# Text processing
#### Creator Name: ZHIYIN WANG

Date: 13/09/2020

Version: 2.0

Environment: Python 3.6.0

Libraries used:
* pandas 0.19.2 (for data frame, included in Anaconda Python 3.6) 
* nltk 3.2.2 (Natural Language Toolkit, included in Anaconda Python 3.6)
* nltk.collocations (for finding bigrams, included in Anaconda Python 3.6)
* nltk.tokenize (for tokenization, included in Anaconda Python 3.6)
* nltk.stem (for stemming words, included in Anaconda Python 3.6)
* nltk.util (for finding bigrams, included in Anaconda Python 3.6)
* nltk.probability (for counting token frequency, included in Anaconda Python 3.6)
* sklearn.feature_extraction.text (for creating countvector matrix, included in Anaconda Python 3.6)
* langid (for classifying language of text, not included in Anaconda Python 3.6)
* itertools (for connecting all values in library together, included in Anaconda Python 3.6)

## 1. Introduction
This assignment comprises the execution of different text processing and analysis tasks applied to documents in Excel format. There are a total of 81 excels in one 17.7 MB file named `31436285.xlsx`. The required tasks are the following:

1. Generate the corpus vocabulary with the same structure as sample_vocab.txt . Please note that the vocabulary must be sorted alphabetically.

2. For each day (i.e., sheet in your excel file), calculate the top 100 frequent unigram and top-100 frequent bigrams according to the structure of the sample_100uni.txt and sample_100bi.txt . If you have less than 100 bigrams for a particular day, just include the top-n bigrams for that day (n<100).

3. Generate the sparse representation (i.e., doc-term matrix) of the excel file according to the structure of the sample_countVec.txt

More details for each task will be given in the following sections.

## 2.  Import libraries 

install and import from libraries

In [1]:
!pip install langid



In [2]:
import pandas as pd
from langid import classify
from itertools import chain
import nltk
from nltk import MWETokenizer
from nltk.tokenize import RegexpTokenizer
from nltk.collocations import *
from nltk.probability import FreqDist
from nltk.stem import PorterStemmer
from sklearn.feature_extraction.text import CountVectorizer
from nltk.util import ngrams

## 3. Examing and Loading data

first, lets read the excel file into excel_data

In [3]:
# read the excel data 
excel_data = pd.ExcelFile('31436285.xlsx')
#excel_data = pd.ExcelFile("sample.xlsx")
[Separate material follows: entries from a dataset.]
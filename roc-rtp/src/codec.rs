//! `PacketParser`/`PacketComposer` adapters wiring the RTP header codec to
//! `roc_packet::Packet` (spec §3 "a packet is created by a parser on
//! receive, or a composer on send").

use std::net::SocketAddr;

use bytes::Bytes;
use roc_packet::{views::RtpView, Packet, PacketComposer, PacketParser};
use roc_shared::error::Result;
use roc_shared::time::Nanos;

use crate::header::{compose, parse, RtpHeader};

pub struct RtpCodec;

impl PacketParser for RtpCodec {
    fn parse(&self, data: Bytes, source: SocketAddr, destination: SocketAddr) -> Result<Packet> {
        let (header, payload) = parse(&data)?;
        let packet = Packet::from_bytes(data);
        packet.set_udp(roc_packet::views::UdpView { source, destination });
        packet.set_rtp(RtpView {
            payload_type: header.payload_type,
            ssrc: header.ssrc,
            seqnum: header.seqnum,
            timestamp: header.timestamp,
            marker: header.marker,
            capture_timestamp: 0,
            payload,
        });
        Ok(packet)
    }
}

impl PacketComposer for RtpCodec {
    fn compose(&self, packet: &Packet) -> Result<Bytes> {
        let view = packet
            .rtp()
            .ok_or(roc_shared::error::Error::BadOperation)?;
        let header = RtpHeader {
            marker: view.marker,
            payload_type: view.payload_type,
            seqnum: view.seqnum,
            timestamp: view.timestamp,
            ssrc: view.ssrc,
        };
        let bytes = compose(&header, &view.payload)?;
        packet.set_flags(roc_packet::PacketFlags::COMPOSED);
        Ok(bytes)
    }
}

/// Builds an RTP-view-only packet that hasn't been composed to wire bytes
/// yet (spec §3: a composer fills in addressing before serialization).
pub fn prepare(view: RtpView, capture_timestamp: Nanos) -> Packet {
    let packet = Packet::empty();
    packet.set_rtp(RtpView {
        capture_timestamp,
        ..view
    });
    packet.set_flags(roc_packet::PacketFlags::PREPARED);
    packet
}

#[cfg(test)]
mod tests {
    use super::*;

    #[test]
    fn composes_a_prepared_packet_to_wire_bytes() {
        let packet = prepare(
            RtpView {
                payload_type: 10,
                ssrc: 1,
                seqnum: 5,
                timestamp: 100,
                marker: false,
                capture_timestamp: 0,
                payload: Bytes::from_static(&[1, 2, 3, 4]),
            },
            0,
        );
        let bytes = RtpCodec.compose(&packet).unwrap();
        let (header, payload) = parse(&bytes).unwrap();
        assert_eq!(header.seqnum, 5);
        assert_eq!(&payload[..], &[1, 2, 3, 4]);
    }
}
The excel data contains many excel sheets

Create a dictionary named "data" to contain all the excel sheets.

In [4]:
# create a library to contain data
data = {}        

When reading every sheet in the excel file into our data dictionary, the excel sheets need to be reformated first.

The sheets contains NAN rows and the column need to be renamed.

dropna(0, how = "all") is applied here to drop all rows with only NA. In excel sheets with incorrect column names, the column names should be renamed by the first row of that sheet with rename()

After the adjustment to rows and column names, remember to reindex the sheet so that erros don't occur in later loops.

Next, the tweets in each sheet need to be in english, need to drop the tweets that are not in english. Non-english tweets are identified by classify() function. Tweets with classify() results not "en" need to be droped. However, drop the row while looping also changes index, thus cause issues while looping. All the index of tweets that are not in english will be appended in to the drop_list and drop together at once later using drop().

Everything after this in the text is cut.